Fourier ptychographic microscopy (FPM) provides high-resolution imaging and morphological information over large fields of view, while computational scattered light imaging (ComSLI) excels at mapping interwoven fiber organization in unstained tissue sections. This study introduces Fourier ptychographic scattered light microscopy (FP-SLM), a new multi-modal approach that combines FPM and ComSLI analyses to create both high-resolution phase-contrast images and fiber orientation maps from a single dataset.
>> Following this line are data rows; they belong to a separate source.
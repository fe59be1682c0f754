// src/relevance.rs
//! Relevance predicates over normalized item text.
//!
//! - **topic/location** (optional): any configured term appears in the
//!   working-language *or* the original-language title/body. Terms in other
//!   scripts (e.g. Arabic place names) are matched against the original text,
//!   since translation tends to drop or transliterate them.
//! - **keyword** (optional): any configured keyword appears in the
//!   working-language title/body.
//! - **per-source required terms** (optional): any of the source's terms
//!   appears in either language.
//!
//! An item passes only if every configured predicate passes; with nothing
//! configured every item is relevant. Matching is case-insensitive substring
//! matching (Unicode lowercase).

use serde::Deserialize;

use crate::ingest::types::NormalizedItem;

#[derive(Debug, Clone, Default, Deserialize, PartialEq, Eq)]
pub struct RelevanceRules {
    #[serde(default)]
    pub keywords: Vec<String>,
    /// Topic/location terms, any script.
    #[serde(default)]
    pub locations: Vec<String>,
}

/// Result of relevance evaluation.
#[derive(Debug, Clone, Default, PartialEq, Eq)]
pub struct Relevance {
    /// "predicate:term" for every predicate that passed on a term.
    pub matched: Vec<String>,
    /// One entry per failed predicate. Empty means relevant.
    pub reasons: Vec<String>,
}

impl Relevance {
    pub fn is_relevant(&self) -> bool {
        self.reasons.is_empty()
    }
}

#[derive(Debug, Clone, Default)]
pub struct RelevanceFilter {
    keywords: Vec<String>,
    locations: Vec<String>,
}

fn lowered(terms: &[String]) -> Vec<String> {
    terms
        .iter()
        .map(|t| t.trim().to_lowercase())
        .filter(|t| !t.is_empty())
        .collect()
}

/// Lowercased haystacks, computed once per item.
struct Texts {
    working: [String; 2],
    original: [String; 2],
}

impl Texts {
    fn of(item: &NormalizedItem) -> Self {
        Self {
            working: [item.title.to_lowercase(), item.body.to_lowercase()],
            original: [
                item.original_title.to_lowercase(),
                item.original_body.to_lowercase(),
            ],
        }
    }

    fn working_hit<'t>(&self, terms: &'t [String]) -> Option<&'t str> {
        terms
            .iter()
            .find(|t| self.working.iter().any(|h| h.contains(t.as_str())))
            .map(String::as_str)
    }

    fn any_hit<'t>(&self, terms: &'t [String]) -> Option<&'t str> {
        terms
            .iter()
            .find(|t| {
                self.working
                    .iter()
                    .chain(self.original.iter())
                    .any(|h| h.contains(t.as_str()))
            })
            .map(String::as_str)
    }
}

impl RelevanceFilter {
    pub fn new(rules: &RelevanceRules) -> Self {
        Self {
            keywords: lowered(&rules.keywords),
            locations: lowered(&rules.locations),
        }
    }

    /// True when no global predicate is configured.
    pub fn is_permissive(&self) -> bool {
        self.keywords.is_empty() && self.locations.is_empty()
    }

    pub fn evaluate(&self, item: &NormalizedItem, required_terms: &[String]) -> Relevance {
        let mut rel = Relevance::default();
        let required = lowered(required_terms);
        if self.is_permissive() && required.is_empty() {
            return rel;
        }
        let texts = Texts::of(item);

        if !self.locations.is_empty() {
            match texts.any_hit(&self.locations) {
                Some(t) => rel.matched.push(format!("location:{t}")),
                None => rel.reasons.push("no topic/location term".to_string()),
            }
        }
        if !self.keywords.is_empty() {
            match texts.working_hit(&self.keywords) {
                Some(t) => rel.matched.push(format!("keyword:{t}")),
                None => rel.reasons.push("no keyword".to_string()),
            }
        }
        if !required.is_empty() {
            match texts.any_hit(&required) {
                Some(t) => rel.matched.push(format!("source_term:{t}")),
                None => rel.reasons.push("no source-required term".to_string()),
            }
        }
        rel
    }

    pub fn is_relevant(&self, item: &NormalizedItem, required_terms: &[String]) -> bool {
        self.evaluate(item, required_terms).is_relevant()
    }
}
// src/bootstrap.rs
use anyhow::{anyhow, Context, Result};
use std::sync::Arc;
use std::time::Duration;
use tracing::{info, warn};

use crate::ingest::config::PipelineConfig;
use crate::ingest::providers::{
    page::HttpPageFetcher, rss::RssFeedSource, translate::HttpTranslator,
};
use crate::ingest::types::Translator;
use crate::ingest::{Collaborators, Pipeline};
use crate::store::{sheets::SheetsStore, MemoryStore, Store};

/// Wire the HTTP collaborators described by `config` into a ready pipeline.
///
/// With `dry_run` the live store is read once and every append lands in an
/// in-memory copy instead.
pub async fn build_pipeline(config: PipelineConfig, dry_run: bool) -> Result<Pipeline> {
    config.validate()?;
    let timeout = Duration::from_secs(config.http.timeout_secs);
    let ua = config.http.user_agent.as_str();

    let token = std::env::var(&config.store.token_env).map_err(|_| {
        anyhow!(
            "store token missing: set {} to a Sheets bearer token",
            config.store.token_env
        )
    })?;
    // Safe diagnostics: only ids + token length
    info!(
        spreadsheet = %config.store.spreadsheet_id,
        range = %config.store.range,
        token_len = token.len(),
        dry_run,
        "store configured"
    );
    let live: Arc<dyn Store> = Arc::new(SheetsStore::new(
        &config.store.spreadsheet_id,
        token,
        timeout,
        ua,
    )?);

    let store: Arc<dyn Store> = if dry_run {
        let rows = live
            .read(&config.store.range)
            .await
            .context("seeding dry-run store")?;
        info!(rows = rows.len(), "dry run: appends stay in memory");
        Arc::new(MemoryStore::seeded(rows))
    } else {
        live
    };

    let translator: Option<Arc<dyn Translator>> = match &config.translation {
        Some(t) => {
            let key = t.api_key_env.as_deref().and_then(|var| match std::env::var(var) {
                Ok(k) if !k.trim().is_empty() => Some(k),
                _ => {
                    warn!(env = var, "translation api key env unset; calling without key");
                    None
                }
            });
            let tr: Arc<dyn Translator> =
                Arc::new(HttpTranslator::new(&t.endpoint, key, timeout, ua)?);
            Some(tr)
        }
        None => {
            info!("translation disabled; items stay in their source language");
            None
        }
    };

    let collab = Collaborators {
        feeds: Arc::new(RssFeedSource::http(timeout, ua)?),
        pages: Arc::new(HttpPageFetcher::new(timeout, ua)?),
        translator,
        store,
    };
    Pipeline::new(config, collab)
}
The method is demonstrated on a state-of-the-art setup that was originally used for FPM and one that was originally used for ComSLI, and the outputs are quantitatively compared to each other on brain sections (frog and monkey) and sections from thigh muscle and knee (mouse). FP-SLM delivers high-resolution images while revealing fiber organization in nerve, muscle, tendon, cartilage, and bone tissues. The approach is validated by comparing the computed fiber orientations with those derived from structure tensor analysis of the high-resolution images. The comparison shows that FPM and ComSLI are compatible with each other and yield fully consistent results. Remarkably, this combination surpasses the sum of its parts, so that applying ComSLI analysis to FPM recordings and vice versa outperforms both methods alone. FP-SLM can be retrospectively applied to analyze any existing dataset acquired from a setup that was originally built for FPM or ComSLI alone (consisting of LED array and low numerical aperture), without need to build or design an extra setup. This significantly expands the application range of both techniques and enhances the study of complex tissue architectures in biomedical research.